[Prompt]: Report the lines of the data below that contain the string "PartialEq".

[Available data]:
use crate::event::{Effect, InputEvent};
use mindweave_core::geom::{LogicalVector, pinch_distance, pinch_midpoint, pinch_zoom};
use mindweave_core::{LogicalPoint, Positions, ScreenPoint, Viewport, ViewerConfig, ZoomBounds};

/// Thresholds and factors for turning raw input into view changes.
#[derive(Debug, Clone, Copy, PartialEq)]
pub struct InteractionSettings {
    /// Pointer travel (screen px, per axis) below which a node press counts as a click.
    pub click_threshold: f64,
    pub wheel_zoom_factor: f64,
    pub zoom_bounds: ZoomBounds,
}

impl Default for InteractionSettings {
    fn default() -> Self {
        Self {
            click_threshold: 5.0,
            wheel_zoom_factor: 1.1,
            zoom_bounds: ZoomBounds::default(),
        }
    }
}

impl InteractionSettings {
    pub fn from_config(config: &ViewerConfig) -> Self {
        let d = Self::default();
        let bounds = ZoomBounds::new(
            config
                .get_positive_f64("interaction.minZoom")
                .unwrap_or(d.zoom_bounds.min),
            config
                .get_positive_f64("interaction.maxZoom")
                .unwrap_or(d.zoom_bounds.max),
        );
        Self {
            click_threshold: config
                .get_positive_f64("interaction.clickThreshold")
                .unwrap_or(d.click_threshold),
            wheel_zoom_factor: config
                .get_f64("interaction.wheelZoomFactor")
                .filter(|f| *f > 1.0)
                .unwrap_or(d.wheel_zoom_factor),
            zoom_bounds: bounds,
        }
    }
}

/// The gesture in progress. At most one is active at a time.
#[derive(Debug, Clone, PartialEq, Default)]
pub enum Gesture {
    #[default]
    Idle,
    Panning {
        anchor: ScreenPoint,
    },
    DraggingNode {
        id: String,
        /// Node position minus pointer position, in logical space.
        offset: LogicalVector,
        start: ScreenPoint,
    },
    Pinching {
        reference_distance: f64,
    },
}

/// Pointer/wheel/touch state machine.
///
/// It owns no view state: every call receives the current viewport and positions and answers
/// with the effects the caller should apply.
#[derive(Debug, Clone, Default)]
pub struct InteractionController {
    settings: InteractionSettings,
    gesture: Gesture,
}

impl InteractionController {
    pub fn new(settings: InteractionSettings) -> Self {
        Self {
            settings,
            gesture: Gesture::Idle,
        }
    }

    pub fn settings(&self) -> &InteractionSettings {
        &self.settings
    }

    pub fn gesture(&self) -> &Gesture {
        &self.gesture
    }

    pub fn is_idle(&self) -> bool {
        self.gesture == Gesture::Idle
    }

    /// Drops any gesture in progress without emitting effects.
    pub fn reset(&mut self) {
        self.gesture = Gesture::Idle;
    }

    pub fn handle(
        &mut self,
        event: InputEvent,
        viewport: &Viewport,
        positions: &Positions,
    ) -> Vec<Effect> {
        match event {
            InputEvent::PointerDown { point, target } => {
                self.press(point, target, viewport, positions);
                Vec::new()
            }
            InputEvent::PointerMove { point } => self.motion(point, viewport),
            InputEvent::PointerUp { point } | InputEvent::PointerLeave { point } => {
                self.release(point)
            }
            InputEvent::Wheel { point, delta_y } => self.wheel(point, delta_y, viewport),
            InputEvent::TouchStart { touches, target } => {
                self.touch_start(&touches, target, viewport, positions);
                Vec::new()
            }
            InputEvent::TouchMove { touches } => self.touch_move(&touches, viewport),
            InputEvent::TouchEnd { remaining, changed } => self.touch_end(&remaining, &changed),
        }
    }

    fn press(
        &mut self,
        point: ScreenPoint,
        target: Option<String>,
        viewport: &Viewport,
        positions: &Positions,
    ) {
        self.gesture = match target {
            Some(id) => {
                let node = positions
                    .get(&id)
                    .copied()
                    .unwrap_or_else(LogicalPoint::origin);
                let offset = node - viewport.screen_to_logical(point);
                tracing::trace!(node = %id, "drag start");
                Gesture::DraggingNode {
                    id,
                    offset,
                    start: point,
                }
            }
            None => Gesture::Panning { anchor: point },
        };
    }

    fn motion(&mut self, point: ScreenPoint, viewport: &Viewport) -> Vec<Effect> {
        match &mut self.gesture {
            Gesture::Panning { anchor } => {
                let delta = point - *anchor;
                *anchor = point;
                vec![Effect::Viewport(viewport.panned_by(delta))]
            }
            Gesture::DraggingNode { id, offset, .. } => {
                let position = viewport.screen_to_logical(point) + *offset;
                vec![
                    Effect::CancelOrganize,
                    Effect::MoveNode {
                        id: id.clone(),
                        position,
                    },
                ]
            }
            Gesture::Idle | Gesture::Pinching { .. } => Vec::new(),
        }
    }

    fn release(&mut self, point: ScreenPoint) -> Vec<Effect> {
        match std::mem::take(&mut self.gesture) {
            Gesture::DraggingNode { id, start, .. } => {
                let t = self.settings.click_threshold;
                let travel = point - start;
                if travel.x.abs() < t && travel.y.abs() < t {
                    vec![Effect::Select(id)]
                } else {
                    vec![Effect::DragEnd]
                }
            }
            Gesture::Panning { .. } => vec![Effect::DragEnd],
            Gesture::Idle | Gesture::Pinching { .. } => Vec::new(),
        }
    }

    fn wheel(&mut self, point: ScreenPoint, delta_y: f64, viewport: &Viewport) -> Vec<Effect> {
        if delta_y == 0.0 || !delta_y.is_finite() {
            return Vec::new();
        }
        let factor = self.settings.wheel_zoom_factor;
        let wanted = if delta_y < 0.0 {
            viewport.zoom * factor
        } else {
            viewport.zoom / factor
        };
        let zoom = self.settings.zoom_bounds.clamp(wanted);
        let reversed = if delta_y < 0.0 {
            zoom < viewport.zoom
        } else {
            zoom > viewport.zoom
        };
        if zoom == viewport.zoom || reversed {
            return Vec::new();
        }
        vec![Effect::Viewport(viewport.zoom_around_point(point, zoom))]
    }

    fn touch_start(
        &mut self,
        touches: &[ScreenPoint],
        target: Option<String>,
        viewport: &Viewport,
        positions: &Positions,
    ) {
        match touches {
            [] => {}
            [single] => self.press(*single, target, viewport, positions),
            [a, b, ..] => {
                if !self.is_idle() {
                    tracing::trace!("second contact cancels the active gesture");
                }
                self.gesture = Gesture::Pinching {
                    reference_distance: pinch_distance(*a, *b),
                };
            }
        }
    }

    fn touch_move(&mut self, touches: &[ScreenPoint], viewport: &Viewport) -> Vec<Effect> {
        if let ([a, b, ..], Gesture::Pinching { reference_distance }) =
            (touches, &mut self.gesture)
        {
            let distance = pinch_distance(*a, *b);
            let next = pinch_zoom(
                viewport,
                *reference_distance,
                distance,
                pinch_midpoint(*a, *b),
                self.settings.zoom_bounds,
            );
            if distance > 0.0 {
                *reference_distance = distance;
            }
            return if next == *viewport {
                Vec::new()
            } else {
                vec![Effect::Viewport(next)]
            };
        }
        match touches {
            [single] => self.motion(*single, viewport),
            _ => Vec::new(),
        }
    }

    fn touch_end(&mut self, remaining: &[ScreenPoint], changed: &[ScreenPoint]) -> Vec<Effect> {
        match &self.gesture {
            Gesture::Pinching { .. } => {
                if remaining.len() < 2 {
                    self.gesture = Gesture::Idle;
                }
                Vec::new()
            }
            Gesture::Panning { anchor } if remaining.is_empty() => {
                let point = changed.first().copied().unwrap_or(*anchor);
                self.release(point)
            }
            Gesture::DraggingNode { start, .. } if remaining.is_empty() => {
                let point = changed.first().copied().unwrap_or(*start);
                self.release(point)
            }
            _ => Vec::new(),
        }
    }
}

#[cfg(test)]
mod tests {
    use super::*;
    use mindweave_core::screen_point;

    #[test]
    fn moves_while_idle_do_nothing() {
        let mut c = InteractionController::default();
        let effects = c.handle(
            InputEvent::PointerMove {
                point: screen_point(10.0, 10.0),
            },
            &Viewport::default(),
            &Positions::new(),
        );
        assert!(effects.is_empty());
        assert!(c.is_idle());
    }

    #[test]
    fn reset_drops_gesture_silently() {
        let mut c = InteractionController::default();
        c.handle(
            InputEvent::PointerDown {
                point: screen_point(0.0, 0.0),
                target: None,
            },
            &Viewport::default(),
            &Positions::new(),
        );
        c.reset();
        let effects = c.handle(
            InputEvent::PointerUp {
                point: screen_point(0.0, 0.0),
            },
            &Viewport::default(),
            &Positions::new(),
        );
        assert!(effects.is_empty());
    }
}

[Exercise answer]:
#[derive(Debug, Clone, Copy, PartialEq)]
#[derive(Debug, Clone, PartialEq, Default)]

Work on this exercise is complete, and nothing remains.